Continuing the trend of using CITES trade quotas and permits to promote sustainable commercial fisheries, the conference decided to add more marine species to Appendix II. They include blacknose and sharpnose guitarfishes, which are highly valued for their fins and considered endangered by the IUCN Red List of Threatened Species. Shortfin and longfin mako sharks, together with white-spotted and other species of wedgefishes, and some species of sea cucumbers.
The warming climate is killing coral reefs, supercharging monster storms, and fueling deadly marine heatwaves and record losses of sea ice. The United Nations report on the world’s oceans, glaciers, polar regions, and ice sheets finds that such effects foreshadow a more catastrophic future as long as greenhouse gas emissions remain unchecked. The report concludes that the world’s oceans and ice sheets are under such severe stress that the fallout could prove difficult for humans to contain without steep reductions in greenhouse gas emissions.
5. Undersea oil spill in Indonesia
Indonesia’s state energy firm Pertamina reported an oil spill started on July 12, when natural gas was released during drilling at one of its wells in the Offshore North West Java (ONWJ) platform on the Java sea. Three days later the company declared an emergency and on July 16, a layer of oil began to rise to the surface of the sea in addition to the gas bubbles. The oil spill has reached villages on the coast of the Karawang area, West Java, 2 kilometers (1.2 miles) away from the facility, said Pertamina’s upstream director Dharmawan Samsu.
Over the summer, shark tournaments were held in the United States. In just one of these tournaments from last year a total of 161 sharks were caught over the course of the three-day event with the heaviest being a 278 lbs. thresher shark and the largest Mako caught in that weekend weighed in at 269 lbs.
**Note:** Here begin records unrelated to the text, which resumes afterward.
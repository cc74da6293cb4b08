//! Static provider configuration and per-provider user settings.

use std::collections::HashMap;

use serde::{Deserialize, Serialize};

/// Caller-supplied API keys, keyed by provider display name.
pub type ApiKeys = HashMap<String, String>;

/// Server-side environment values, keyed by variable name.
pub type EnvMap = HashMap<String, String>;

/// Lookup keys and defaults a provider resolves its credentials with.
///
/// Fixed when the provider is defined; usually a `const`.
#[derive(Debug, Clone, Copy, PartialEq, Eq)]
pub struct ProviderConfig {
    /// Environment key overriding the base URL (e.g. `"CHUTS_API_BASE_URL"`).
    pub base_url_key: &'static str,
    /// Environment key holding the API key (e.g. `"CHUTS_API_KEY"`).
    pub api_key_key: &'static str,
    /// Built-in base URL used when nothing else is configured.
    pub default_base_url: Option<&'static str>,
}

/// User settings for a single provider, as stored by the host application.
#[derive(Debug, Clone, Default, PartialEq, Eq, Serialize, Deserialize)]
#[serde(rename_all = "camelCase")]
pub struct ProviderSetting {
    #[serde(default, skip_serializing_if = "Option::is_none")]
    pub enabled: Option<bool>,
    #[serde(default, skip_serializing_if = "Option::is_none")]
    pub base_url: Option<String>,
}

impl ProviderSetting {
    /// Providers are enabled unless explicitly switched off.
    pub fn is_enabled(&self) -> bool {
        self.enabled.unwrap_or(true)
    }
}

#[cfg(test)]
mod tests {
    use super::ProviderSetting;

    #[test]
    fn settings_deserialize_from_camel_case() {
        let setting: ProviderSetting =
            serde_json::from_str(r#"{"enabled":false,"baseUrl":"http://localhost:8080/v1"}"#)
                .expect("parse setting");
        assert_eq!(setting.enabled, Some(false));
        assert_eq!(setting.base_url.as_deref(), Some("http://localhost:8080/v1"));
        assert!(!setting.is_enabled());
    }

    #[test]
    fn missing_fields_default_to_enabled() {
        let setting: ProviderSetting = serde_json::from_str("{}").expect("parse setting");
        assert_eq!(setting, ProviderSetting::default());
        assert!(setting.is_enabled());
    }
}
Brazilian officials are investigating the source of a vast oil spill that has hit dozens of beaches along the country’s north-eastern coast. The analysis showed the oil found was of a type not produced in Brazil, the environmental agency Ibama said. There is no evidence that fish and shellfish have been contaminated but at least six sea turtles and a seabird have been found dead. A clean-up operation is underway in the areas affected. The spill, first detected on 2 September, spans over 1,500km (932 miles) and has been detected in 105 locations in eight states, affecting wildlife and popular beaches including Praia do Futuro in Ceará, and Maragogi, in Alagoas.
The vast expanse of Lake Maracaibo smells like an oil refinery, polluted by its own reserves of crude as Venezuela’s economic collapse has left wells and pipelines in ruin. This huge body of water, in the country’s northwest, covers 13,200 square kilometers and empties into the Caribbean, but it is covered by what locals call a “permanent black tide”. It is a hazard not just to the lake’s fauna and flora, but also to the livelihoods of the people who rely on its wildlife. Fisherman Giovanny Villarreal said much of his daily catch goes to waste.
9. Ancient ice melt unearthed in Antarctic mud: 20-meter sea level rise, five million years ago
Global warming five million years ago may have caused parts of Antarctica’s large ice sheets to melt and sea levels to rise by approximately 20 meters, scientists report today in the journal Nature Geoscience. The researchers, from Imperial College London, and their academic partners studied mud samples to learn about ancient melting of the East Antarctic ice sheet. They discovered that melting took place repeatedly between five and three million years ago, during a geological period called Pliocene Epoch, which may have caused sea levels to rise approximately ten meters.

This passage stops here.